WHAT YOU NEED TO DO ▸
Below are the records; copy exactly the stretch from the line containing "who chose it." through the line containing "join a chat.", both ends included, and nothing else.

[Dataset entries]
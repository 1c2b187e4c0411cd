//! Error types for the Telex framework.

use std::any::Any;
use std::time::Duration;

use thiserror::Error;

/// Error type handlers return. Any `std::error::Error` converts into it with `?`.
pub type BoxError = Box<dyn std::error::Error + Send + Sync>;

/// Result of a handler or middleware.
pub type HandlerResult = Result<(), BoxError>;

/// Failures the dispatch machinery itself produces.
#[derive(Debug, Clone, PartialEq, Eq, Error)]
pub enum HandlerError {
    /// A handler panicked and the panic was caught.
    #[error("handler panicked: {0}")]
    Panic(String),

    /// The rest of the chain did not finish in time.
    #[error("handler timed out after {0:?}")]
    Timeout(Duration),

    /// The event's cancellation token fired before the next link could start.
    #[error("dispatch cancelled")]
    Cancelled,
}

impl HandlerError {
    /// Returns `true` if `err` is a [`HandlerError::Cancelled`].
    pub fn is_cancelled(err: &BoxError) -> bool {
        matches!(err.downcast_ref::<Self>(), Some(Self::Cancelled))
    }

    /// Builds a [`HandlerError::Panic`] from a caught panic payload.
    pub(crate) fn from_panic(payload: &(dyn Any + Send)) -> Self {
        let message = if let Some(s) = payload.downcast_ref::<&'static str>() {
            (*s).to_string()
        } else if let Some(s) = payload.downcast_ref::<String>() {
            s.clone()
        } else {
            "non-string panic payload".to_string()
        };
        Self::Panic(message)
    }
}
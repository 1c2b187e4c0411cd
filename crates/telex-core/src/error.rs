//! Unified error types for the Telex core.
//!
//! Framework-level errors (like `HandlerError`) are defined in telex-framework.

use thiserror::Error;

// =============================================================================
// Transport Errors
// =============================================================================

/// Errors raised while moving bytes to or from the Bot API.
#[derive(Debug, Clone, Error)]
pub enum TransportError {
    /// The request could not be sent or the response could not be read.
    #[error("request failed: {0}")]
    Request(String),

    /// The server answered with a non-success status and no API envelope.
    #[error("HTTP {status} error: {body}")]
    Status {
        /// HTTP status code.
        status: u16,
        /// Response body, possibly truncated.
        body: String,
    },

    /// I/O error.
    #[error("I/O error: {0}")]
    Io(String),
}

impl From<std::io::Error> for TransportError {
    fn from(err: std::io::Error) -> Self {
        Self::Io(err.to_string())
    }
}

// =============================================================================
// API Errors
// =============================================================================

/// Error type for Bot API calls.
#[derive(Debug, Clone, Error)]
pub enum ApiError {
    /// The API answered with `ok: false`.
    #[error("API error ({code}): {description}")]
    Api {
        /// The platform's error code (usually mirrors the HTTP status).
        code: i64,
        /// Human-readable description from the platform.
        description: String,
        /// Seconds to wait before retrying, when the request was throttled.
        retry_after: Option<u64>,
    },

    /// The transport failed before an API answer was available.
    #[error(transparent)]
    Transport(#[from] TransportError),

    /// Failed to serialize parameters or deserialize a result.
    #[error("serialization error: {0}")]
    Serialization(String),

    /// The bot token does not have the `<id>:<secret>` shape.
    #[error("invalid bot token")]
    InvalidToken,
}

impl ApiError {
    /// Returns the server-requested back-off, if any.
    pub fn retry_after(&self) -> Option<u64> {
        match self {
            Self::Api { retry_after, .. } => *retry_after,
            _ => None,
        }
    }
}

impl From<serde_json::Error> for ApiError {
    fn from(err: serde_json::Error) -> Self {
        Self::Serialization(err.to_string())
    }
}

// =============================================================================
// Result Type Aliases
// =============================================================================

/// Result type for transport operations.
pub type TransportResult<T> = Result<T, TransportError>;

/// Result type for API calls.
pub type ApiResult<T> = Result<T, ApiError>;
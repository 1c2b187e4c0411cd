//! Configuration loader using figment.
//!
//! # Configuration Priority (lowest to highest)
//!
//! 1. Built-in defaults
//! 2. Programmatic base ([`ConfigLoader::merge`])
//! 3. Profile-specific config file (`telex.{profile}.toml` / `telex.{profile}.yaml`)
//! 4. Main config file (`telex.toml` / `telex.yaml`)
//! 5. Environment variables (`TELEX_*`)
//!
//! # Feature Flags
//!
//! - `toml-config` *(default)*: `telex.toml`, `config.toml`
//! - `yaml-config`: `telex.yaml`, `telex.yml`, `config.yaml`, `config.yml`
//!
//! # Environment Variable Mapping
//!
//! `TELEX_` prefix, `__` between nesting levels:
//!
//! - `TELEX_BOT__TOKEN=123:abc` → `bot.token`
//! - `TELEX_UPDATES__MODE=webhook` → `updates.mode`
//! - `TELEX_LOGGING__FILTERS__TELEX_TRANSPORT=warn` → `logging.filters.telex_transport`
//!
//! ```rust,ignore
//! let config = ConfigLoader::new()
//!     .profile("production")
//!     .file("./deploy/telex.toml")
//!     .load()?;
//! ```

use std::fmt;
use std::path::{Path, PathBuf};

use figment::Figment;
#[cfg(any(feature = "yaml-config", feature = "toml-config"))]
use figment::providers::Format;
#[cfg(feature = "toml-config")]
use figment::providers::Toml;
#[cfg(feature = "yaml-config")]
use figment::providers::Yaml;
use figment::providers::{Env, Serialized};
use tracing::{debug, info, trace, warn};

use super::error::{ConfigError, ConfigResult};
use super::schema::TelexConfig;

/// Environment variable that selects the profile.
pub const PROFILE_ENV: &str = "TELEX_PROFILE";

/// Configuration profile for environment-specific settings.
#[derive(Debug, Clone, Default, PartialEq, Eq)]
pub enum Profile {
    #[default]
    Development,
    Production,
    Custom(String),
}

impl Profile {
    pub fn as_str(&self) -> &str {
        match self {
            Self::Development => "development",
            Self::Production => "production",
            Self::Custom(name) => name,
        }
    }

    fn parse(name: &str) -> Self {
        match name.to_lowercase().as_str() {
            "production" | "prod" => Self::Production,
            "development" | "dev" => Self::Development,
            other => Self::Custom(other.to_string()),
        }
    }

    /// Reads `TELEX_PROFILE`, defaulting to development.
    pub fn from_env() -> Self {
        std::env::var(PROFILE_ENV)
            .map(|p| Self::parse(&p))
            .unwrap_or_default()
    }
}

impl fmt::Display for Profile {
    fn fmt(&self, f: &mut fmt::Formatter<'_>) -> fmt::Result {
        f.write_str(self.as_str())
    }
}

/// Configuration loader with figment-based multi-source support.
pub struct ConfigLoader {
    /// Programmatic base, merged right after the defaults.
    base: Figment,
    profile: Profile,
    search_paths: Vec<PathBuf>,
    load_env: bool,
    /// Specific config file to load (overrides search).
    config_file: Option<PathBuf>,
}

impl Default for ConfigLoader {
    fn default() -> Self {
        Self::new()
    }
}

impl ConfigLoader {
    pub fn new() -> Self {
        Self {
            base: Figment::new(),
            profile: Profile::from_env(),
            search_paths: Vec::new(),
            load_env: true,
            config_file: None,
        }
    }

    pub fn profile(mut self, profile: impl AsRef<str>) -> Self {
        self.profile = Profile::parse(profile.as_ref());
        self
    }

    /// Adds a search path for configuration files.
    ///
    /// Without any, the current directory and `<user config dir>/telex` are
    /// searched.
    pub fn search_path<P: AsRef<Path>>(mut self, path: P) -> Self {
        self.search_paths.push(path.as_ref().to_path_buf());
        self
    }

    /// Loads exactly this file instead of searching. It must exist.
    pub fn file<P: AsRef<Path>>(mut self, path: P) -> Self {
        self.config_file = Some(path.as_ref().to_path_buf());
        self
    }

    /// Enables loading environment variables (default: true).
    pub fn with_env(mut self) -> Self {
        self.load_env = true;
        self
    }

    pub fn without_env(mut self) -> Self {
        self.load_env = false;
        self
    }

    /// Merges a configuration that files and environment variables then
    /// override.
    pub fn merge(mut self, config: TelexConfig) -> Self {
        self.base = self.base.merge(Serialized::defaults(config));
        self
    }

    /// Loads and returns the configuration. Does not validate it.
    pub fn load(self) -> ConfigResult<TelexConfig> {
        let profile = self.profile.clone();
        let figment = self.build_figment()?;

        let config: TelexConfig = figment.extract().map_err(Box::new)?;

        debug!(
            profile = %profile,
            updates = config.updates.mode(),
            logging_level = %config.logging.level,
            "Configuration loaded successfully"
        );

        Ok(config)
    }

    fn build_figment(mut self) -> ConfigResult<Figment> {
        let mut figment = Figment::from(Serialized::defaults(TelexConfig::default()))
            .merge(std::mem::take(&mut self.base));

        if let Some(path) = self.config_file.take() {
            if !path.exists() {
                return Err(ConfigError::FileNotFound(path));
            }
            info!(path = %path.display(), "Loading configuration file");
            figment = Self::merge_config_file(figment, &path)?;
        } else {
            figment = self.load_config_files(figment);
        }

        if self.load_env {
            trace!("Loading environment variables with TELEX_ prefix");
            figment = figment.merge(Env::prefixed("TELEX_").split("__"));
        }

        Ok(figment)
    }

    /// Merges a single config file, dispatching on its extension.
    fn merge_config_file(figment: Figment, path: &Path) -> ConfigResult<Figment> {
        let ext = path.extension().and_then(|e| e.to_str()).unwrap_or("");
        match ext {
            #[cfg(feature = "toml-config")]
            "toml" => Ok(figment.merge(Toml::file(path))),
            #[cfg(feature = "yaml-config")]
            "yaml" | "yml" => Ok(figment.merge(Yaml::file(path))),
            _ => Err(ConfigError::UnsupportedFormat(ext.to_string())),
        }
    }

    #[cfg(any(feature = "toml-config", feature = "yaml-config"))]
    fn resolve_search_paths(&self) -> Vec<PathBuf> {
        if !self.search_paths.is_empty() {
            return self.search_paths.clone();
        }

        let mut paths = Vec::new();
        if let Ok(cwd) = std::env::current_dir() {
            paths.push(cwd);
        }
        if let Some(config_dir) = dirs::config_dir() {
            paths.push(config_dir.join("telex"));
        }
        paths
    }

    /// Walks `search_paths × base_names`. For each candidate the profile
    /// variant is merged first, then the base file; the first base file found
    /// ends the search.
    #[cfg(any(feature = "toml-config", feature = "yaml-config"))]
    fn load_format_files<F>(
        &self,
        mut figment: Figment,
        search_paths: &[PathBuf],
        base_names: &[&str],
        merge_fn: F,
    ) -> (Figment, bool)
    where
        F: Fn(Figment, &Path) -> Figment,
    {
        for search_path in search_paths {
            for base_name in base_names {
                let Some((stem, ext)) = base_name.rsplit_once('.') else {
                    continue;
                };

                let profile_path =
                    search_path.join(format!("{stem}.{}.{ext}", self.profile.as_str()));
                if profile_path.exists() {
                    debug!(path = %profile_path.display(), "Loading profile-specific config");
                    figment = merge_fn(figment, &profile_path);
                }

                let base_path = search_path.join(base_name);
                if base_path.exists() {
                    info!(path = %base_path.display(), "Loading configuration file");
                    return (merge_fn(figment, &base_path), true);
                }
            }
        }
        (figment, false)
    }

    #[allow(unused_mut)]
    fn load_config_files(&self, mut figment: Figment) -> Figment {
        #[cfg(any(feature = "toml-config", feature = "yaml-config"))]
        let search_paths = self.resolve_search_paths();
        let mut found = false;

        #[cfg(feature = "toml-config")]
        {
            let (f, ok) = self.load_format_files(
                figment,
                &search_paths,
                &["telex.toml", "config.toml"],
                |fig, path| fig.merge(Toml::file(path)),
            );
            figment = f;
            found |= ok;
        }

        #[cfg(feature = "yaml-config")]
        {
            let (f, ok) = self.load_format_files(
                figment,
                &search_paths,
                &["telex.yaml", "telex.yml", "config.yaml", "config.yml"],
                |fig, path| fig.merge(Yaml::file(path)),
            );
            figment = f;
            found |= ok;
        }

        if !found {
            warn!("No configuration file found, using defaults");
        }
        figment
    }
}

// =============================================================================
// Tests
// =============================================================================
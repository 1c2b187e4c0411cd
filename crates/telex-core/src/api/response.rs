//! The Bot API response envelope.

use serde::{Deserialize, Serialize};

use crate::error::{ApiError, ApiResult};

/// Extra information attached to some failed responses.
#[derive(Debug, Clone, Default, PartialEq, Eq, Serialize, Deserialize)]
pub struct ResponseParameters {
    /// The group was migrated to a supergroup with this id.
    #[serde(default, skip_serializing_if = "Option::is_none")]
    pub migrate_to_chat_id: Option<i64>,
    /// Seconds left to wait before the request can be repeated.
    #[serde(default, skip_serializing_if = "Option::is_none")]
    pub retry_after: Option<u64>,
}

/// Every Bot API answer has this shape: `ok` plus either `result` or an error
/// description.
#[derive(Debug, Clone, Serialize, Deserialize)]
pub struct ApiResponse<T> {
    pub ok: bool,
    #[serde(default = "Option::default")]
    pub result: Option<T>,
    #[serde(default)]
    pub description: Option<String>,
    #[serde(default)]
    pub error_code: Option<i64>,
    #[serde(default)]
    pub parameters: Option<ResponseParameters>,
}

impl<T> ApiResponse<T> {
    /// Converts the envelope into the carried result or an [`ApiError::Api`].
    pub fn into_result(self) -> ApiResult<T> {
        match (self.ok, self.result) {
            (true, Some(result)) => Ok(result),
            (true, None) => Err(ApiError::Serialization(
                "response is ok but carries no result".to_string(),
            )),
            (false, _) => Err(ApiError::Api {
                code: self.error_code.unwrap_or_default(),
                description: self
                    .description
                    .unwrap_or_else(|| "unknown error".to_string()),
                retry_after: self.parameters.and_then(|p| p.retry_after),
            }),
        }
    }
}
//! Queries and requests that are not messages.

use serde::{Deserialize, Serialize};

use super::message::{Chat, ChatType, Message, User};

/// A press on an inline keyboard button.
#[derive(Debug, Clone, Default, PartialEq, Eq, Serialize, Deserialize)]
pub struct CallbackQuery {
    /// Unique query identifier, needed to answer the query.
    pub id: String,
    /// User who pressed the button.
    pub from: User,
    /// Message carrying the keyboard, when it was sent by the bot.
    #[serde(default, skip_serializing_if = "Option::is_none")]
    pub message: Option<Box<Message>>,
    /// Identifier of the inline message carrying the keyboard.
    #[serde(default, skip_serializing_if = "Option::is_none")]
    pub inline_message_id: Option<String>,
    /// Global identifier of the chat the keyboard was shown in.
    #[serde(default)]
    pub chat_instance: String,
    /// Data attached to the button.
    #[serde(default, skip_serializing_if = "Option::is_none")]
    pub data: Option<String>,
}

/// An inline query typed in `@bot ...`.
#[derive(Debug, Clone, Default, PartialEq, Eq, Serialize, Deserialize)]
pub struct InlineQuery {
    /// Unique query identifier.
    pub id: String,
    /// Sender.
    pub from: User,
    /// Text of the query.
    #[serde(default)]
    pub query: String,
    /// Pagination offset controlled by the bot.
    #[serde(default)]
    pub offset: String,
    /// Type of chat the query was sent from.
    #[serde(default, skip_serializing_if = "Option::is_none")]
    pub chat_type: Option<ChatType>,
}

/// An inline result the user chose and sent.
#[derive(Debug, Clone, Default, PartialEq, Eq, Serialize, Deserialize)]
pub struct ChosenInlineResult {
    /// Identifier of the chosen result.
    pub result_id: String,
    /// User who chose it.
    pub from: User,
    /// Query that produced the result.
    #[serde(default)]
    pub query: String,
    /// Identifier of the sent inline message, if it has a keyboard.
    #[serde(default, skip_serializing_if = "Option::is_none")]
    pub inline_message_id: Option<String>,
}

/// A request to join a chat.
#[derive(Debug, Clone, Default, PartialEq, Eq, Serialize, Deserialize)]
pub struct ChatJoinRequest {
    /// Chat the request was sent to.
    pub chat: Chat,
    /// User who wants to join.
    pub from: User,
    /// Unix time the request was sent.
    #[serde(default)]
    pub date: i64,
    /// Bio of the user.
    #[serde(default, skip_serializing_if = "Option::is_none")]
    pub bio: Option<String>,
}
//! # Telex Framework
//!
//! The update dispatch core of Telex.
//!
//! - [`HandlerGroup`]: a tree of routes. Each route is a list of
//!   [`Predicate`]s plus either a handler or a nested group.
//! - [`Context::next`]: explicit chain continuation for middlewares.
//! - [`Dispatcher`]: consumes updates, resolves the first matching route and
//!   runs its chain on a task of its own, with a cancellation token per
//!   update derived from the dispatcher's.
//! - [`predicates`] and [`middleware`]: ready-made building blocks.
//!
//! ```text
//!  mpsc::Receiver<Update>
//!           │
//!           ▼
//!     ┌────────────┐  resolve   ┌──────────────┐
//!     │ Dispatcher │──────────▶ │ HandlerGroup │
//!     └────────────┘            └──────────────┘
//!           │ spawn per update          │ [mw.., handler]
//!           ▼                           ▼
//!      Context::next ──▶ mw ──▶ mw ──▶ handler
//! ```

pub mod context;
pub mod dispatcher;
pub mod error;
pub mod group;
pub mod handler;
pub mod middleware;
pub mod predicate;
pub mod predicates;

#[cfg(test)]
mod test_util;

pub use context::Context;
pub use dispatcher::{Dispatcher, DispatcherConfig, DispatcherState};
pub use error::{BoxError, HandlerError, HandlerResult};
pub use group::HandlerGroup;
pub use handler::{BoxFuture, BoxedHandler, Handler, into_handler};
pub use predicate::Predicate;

TASK RESULT ▸
    /// User who chose it.
    pub from: User,
    /// Query that produced the result.
    #[serde(default)]
    pub query: String,
    /// Identifier of the sent inline message, if it has a keyboard.
    #[serde(default, skip_serializing_if = "Option::is_none")]
    pub inline_message_id: Option<String>,
}

/// A request to join a chat.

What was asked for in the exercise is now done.